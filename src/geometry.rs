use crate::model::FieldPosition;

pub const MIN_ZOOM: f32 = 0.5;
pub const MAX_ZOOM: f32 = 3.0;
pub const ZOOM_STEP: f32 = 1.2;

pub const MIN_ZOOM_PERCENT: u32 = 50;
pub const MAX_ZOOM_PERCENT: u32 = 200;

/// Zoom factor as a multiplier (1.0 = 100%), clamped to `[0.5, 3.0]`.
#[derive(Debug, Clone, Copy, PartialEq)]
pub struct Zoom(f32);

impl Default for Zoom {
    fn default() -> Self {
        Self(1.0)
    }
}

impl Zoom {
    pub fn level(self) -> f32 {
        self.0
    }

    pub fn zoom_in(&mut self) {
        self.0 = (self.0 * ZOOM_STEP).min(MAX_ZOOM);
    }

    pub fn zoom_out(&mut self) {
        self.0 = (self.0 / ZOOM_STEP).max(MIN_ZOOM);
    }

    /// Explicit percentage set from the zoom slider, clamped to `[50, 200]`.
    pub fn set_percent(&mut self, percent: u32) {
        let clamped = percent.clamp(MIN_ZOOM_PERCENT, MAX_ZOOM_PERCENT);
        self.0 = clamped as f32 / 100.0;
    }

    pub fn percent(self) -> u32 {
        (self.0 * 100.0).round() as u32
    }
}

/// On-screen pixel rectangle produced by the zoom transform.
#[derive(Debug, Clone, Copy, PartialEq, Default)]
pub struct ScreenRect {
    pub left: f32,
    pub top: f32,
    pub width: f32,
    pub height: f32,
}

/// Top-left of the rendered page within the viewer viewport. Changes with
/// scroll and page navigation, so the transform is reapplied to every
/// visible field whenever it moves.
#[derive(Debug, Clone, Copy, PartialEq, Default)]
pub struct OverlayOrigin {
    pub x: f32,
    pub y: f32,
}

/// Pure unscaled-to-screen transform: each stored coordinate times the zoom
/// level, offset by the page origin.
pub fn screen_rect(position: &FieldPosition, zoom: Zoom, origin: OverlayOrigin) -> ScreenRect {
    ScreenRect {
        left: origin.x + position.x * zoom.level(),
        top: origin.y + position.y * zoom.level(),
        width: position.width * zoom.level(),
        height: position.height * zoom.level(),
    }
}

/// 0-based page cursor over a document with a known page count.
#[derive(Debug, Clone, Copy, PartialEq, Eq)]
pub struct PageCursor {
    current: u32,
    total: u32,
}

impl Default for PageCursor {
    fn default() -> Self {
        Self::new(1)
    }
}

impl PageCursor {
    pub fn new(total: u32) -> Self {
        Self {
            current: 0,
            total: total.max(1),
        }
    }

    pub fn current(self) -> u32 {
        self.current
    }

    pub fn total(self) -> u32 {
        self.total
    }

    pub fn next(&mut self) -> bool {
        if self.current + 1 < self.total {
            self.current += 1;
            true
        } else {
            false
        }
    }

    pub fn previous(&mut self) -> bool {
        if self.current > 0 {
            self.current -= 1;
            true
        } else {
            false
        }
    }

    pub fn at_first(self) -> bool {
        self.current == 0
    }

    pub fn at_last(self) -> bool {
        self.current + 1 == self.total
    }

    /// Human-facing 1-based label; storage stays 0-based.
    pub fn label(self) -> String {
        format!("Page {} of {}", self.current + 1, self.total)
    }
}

* * * * * * * * *

- **WHAT THE EXERCISE ASKS**
Beginning at the line containing "left: origin.x +", output exactly each line up to and including the last line of the material above.

- **WRITTEN SOLUTION**
        left: origin.x + position.x * zoom.level(),
        top: origin.y + position.y * zoom.level(),
        width: position.width * zoom.level(),
        height: position.height * zoom.level(),
    }
}

/// 0-based page cursor over a document with a known page count.
#[derive(Debug, Clone, Copy, PartialEq, Eq)]
pub struct PageCursor {
    current: u32,
    total: u32,
}

impl Default for PageCursor {
    fn default() -> Self {
        Self::new(1)
    }
}

impl PageCursor {
    pub fn new(total: u32) -> Self {
        Self {
            current: 0,
            total: total.max(1),
        }
    }

    pub fn current(self) -> u32 {
        self.current
    }

    pub fn total(self) -> u32 {
        self.total
    }

    pub fn next(&mut self) -> bool {
        if self.current + 1 < self.total {
            self.current += 1;
            true
        } else {
            false
        }
    }

    pub fn previous(&mut self) -> bool {
        if self.current > 0 {
            self.current -= 1;
            true
        } else {
            false
        }
    }

    pub fn at_first(self) -> bool {
        self.current == 0
    }

    pub fn at_last(self) -> bool {
        self.current + 1 == self.total
    }

    /// Human-facing 1-based label; storage stays 0-based.
    pub fn label(self) -> String {
        format!("Page {} of {}", self.current + 1, self.total)
    }
}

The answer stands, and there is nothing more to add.